(DATA RECORDS begins)
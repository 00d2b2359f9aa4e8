use std::sync::Arc;

use common::book::{title_from_filename, validate_upload};
use common::storage::{BlobStore, BoxReader, StoragePath};
use tracing::{debug, error, info, instrument, warn};

use crate::entity::book;
use crate::error::AppError;
use crate::store::{BookStore, NewBook, StoreError};

/// Keeps book blobs and book rows consistent.
///
/// The row is authoritative and the blob is derived from it. Uploads write
/// the blob before the row; deletes remove the row before the blob. A crash
/// between phases therefore leaves at most an orphan blob, never a row
/// pointing at nothing. The one window where a blob would be orphaned by a
/// request that reports failure (row insert failing after the blob landed)
/// is closed by [`BookService::compensate_orphan_blob`].
#[derive(Clone)]
pub struct BookService {
    books: Arc<dyn BookStore>,
    blobs: Arc<dyn BlobStore>,
}

/// A file received from a client.
pub struct Upload {
    pub filename: String,
    /// Size reported for the file before any byte is stored.
    pub declared_size: u64,
    pub reader: BoxReader,
}

/// A book together with a reader over its file.
pub struct BookDownload {
    pub book: book::Model,
    pub reader: BoxReader,
}

fn book_not_found(err: StoreError) -> AppError {
    match err {
        StoreError::NotFound => AppError::book_not_found(),
        other => other.into(),
    }
}

impl BookService {
    pub fn new(books: Arc<dyn BookStore>, blobs: Arc<dyn BlobStore>) -> Self {
        Self { books, blobs }
    }

    /// Validate, stage the blob, then commit the row.
    #[instrument(skip(self, upload), fields(filename = %upload.filename, size = upload.declared_size))]
    pub async fn upload(&self, owner_id: i32, upload: Upload) -> Result<book::Model, AppError> {
        let format = validate_upload(&upload.filename, upload.declared_size)?;

        let stored = self
            .blobs
            .save(owner_id, &upload.filename, upload.reader)
            .await?;

        let new_book = NewBook {
            user_id: owner_id,
            title: title_from_filename(&upload.filename),
            filename: upload.filename,
            file_path: stored.path.clone(),
            file_size: i64::try_from(stored.size).unwrap_or(i64::MAX),
            format,
        };

        match self.books.create(new_book).await {
            Ok(model) => {
                info!(book_id = model.id, path = %stored.path, "Book uploaded");
                Ok(model)
            }
            Err(e) => {
                self.compensate_orphan_blob(&stored.path).await;
                Err(e.into())
            }
        }
    }

    #[instrument(skip(self))]
    pub async fn get(&self, id: i32, owner_id: i32) -> Result<book::Model, AppError> {
        self.books
            .find_by_id(id, owner_id)
            .await
            .map_err(book_not_found)
    }

    #[instrument(skip(self))]
    pub async fn list(&self, owner_id: i32) -> Result<Vec<book::Model>, AppError> {
        Ok(self.books.find_all_by_owner(owner_id).await?)
    }

    #[instrument(skip(self))]
    pub async fn update_progress(
        &self,
        id: i32,
        owner_id: i32,
        current_page: i32,
        progress_percentage: f64,
    ) -> Result<(), AppError> {
        self.books
            .find_by_id(id, owner_id)
            .await
            .map_err(book_not_found)?;

        self.books
            .update_progress(id, owner_id, current_page, progress_percentage)
            .await
            .map_err(book_not_found)
    }

    /// Remove the row, then reclaim its blob on a best-effort basis.
    #[instrument(skip(self))]
    pub async fn delete(&self, id: i32, owner_id: i32) -> Result<(), AppError> {
        let book = self
            .books
            .find_by_id(id, owner_id)
            .await
            .map_err(book_not_found)?;

        self.books
            .delete(id, owner_id)
            .await
            .map_err(book_not_found)?;

        self.reclaim_blob(&StoragePath::new(book.file_path)).await;
        Ok(())
    }

    /// Storage path of an owned book, provided its blob is still present.
    #[instrument(skip(self))]
    pub async fn download_path(&self, id: i32, owner_id: i32) -> Result<StoragePath, AppError> {
        let (_, path) = self.locate(id, owner_id).await?;
        Ok(path)
    }

    #[instrument(skip(self))]
    pub async fn open_download(&self, id: i32, owner_id: i32) -> Result<BookDownload, AppError> {
        let (book, path) = self.locate(id, owner_id).await?;
        let reader = self.blobs.open(&path).await?;
        Ok(BookDownload { book, reader })
    }

    async fn locate(&self, id: i32, owner_id: i32) -> Result<(book::Model, StoragePath), AppError> {
        let book = self
            .books
            .find_by_id(id, owner_id)
            .await
            .map_err(book_not_found)?;
        let path = StoragePath::new(book.file_path.clone());

        if !self.blobs.exists(&path).await? {
            warn!(book_id = id, path = %path, "Book row has no blob in storage");
            return Err(AppError::BlobMissing);
        }

        Ok((book, path))
    }

    /// Undo a staged blob whose row could not be committed.
    async fn compensate_orphan_blob(&self, path: &StoragePath) {
        match self.blobs.delete(path).await {
            Ok(_) => debug!(path = %path, "Removed blob after failed record insert"),
            Err(e) => error!(
                path = %path,
                error = %e,
                "Failed to remove blob after failed record insert; blob is orphaned"
            ),
        }
    }

    /// Delete the blob of a removed row. Failures are reported, never returned.
    async fn reclaim_blob(&self, path: &StoragePath) {
        match self.blobs.delete(path).await {
            Ok(true) => debug!(path = %path, "Reclaimed blob"),
            Ok(false) => warn!(path = %path, "Blob was already missing when its book was deleted"),
            Err(e) => warn!(path = %path, error = %e, "Failed to delete blob of removed book"),
        }
    }
}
(DATA RECORDS ends)
▶ [WHAT TO WORK ON]:
Beginning with the opening line above, retype the records exactly through the line with "never a row", both ends included.

▶ [RESULT OF THIS TASK]:
repository 00d2b2359f9aa4e8
use std::sync::Arc;

use common::book::{title_from_filename, validate_upload};
use common::storage::{BlobStore, BoxReader, StoragePath};
use tracing::{debug, error, info, instrument, warn};

use crate::entity::book;
use crate::error::AppError;
use crate::store::{BookStore, NewBook, StoreError};

/// Keeps book blobs and book rows consistent.
///
/// The row is authoritative and the blob is derived from it. Uploads write
/// the blob before the row; deletes remove the row before the blob. A crash
/// between phases therefore leaves at most an orphan blob, never a row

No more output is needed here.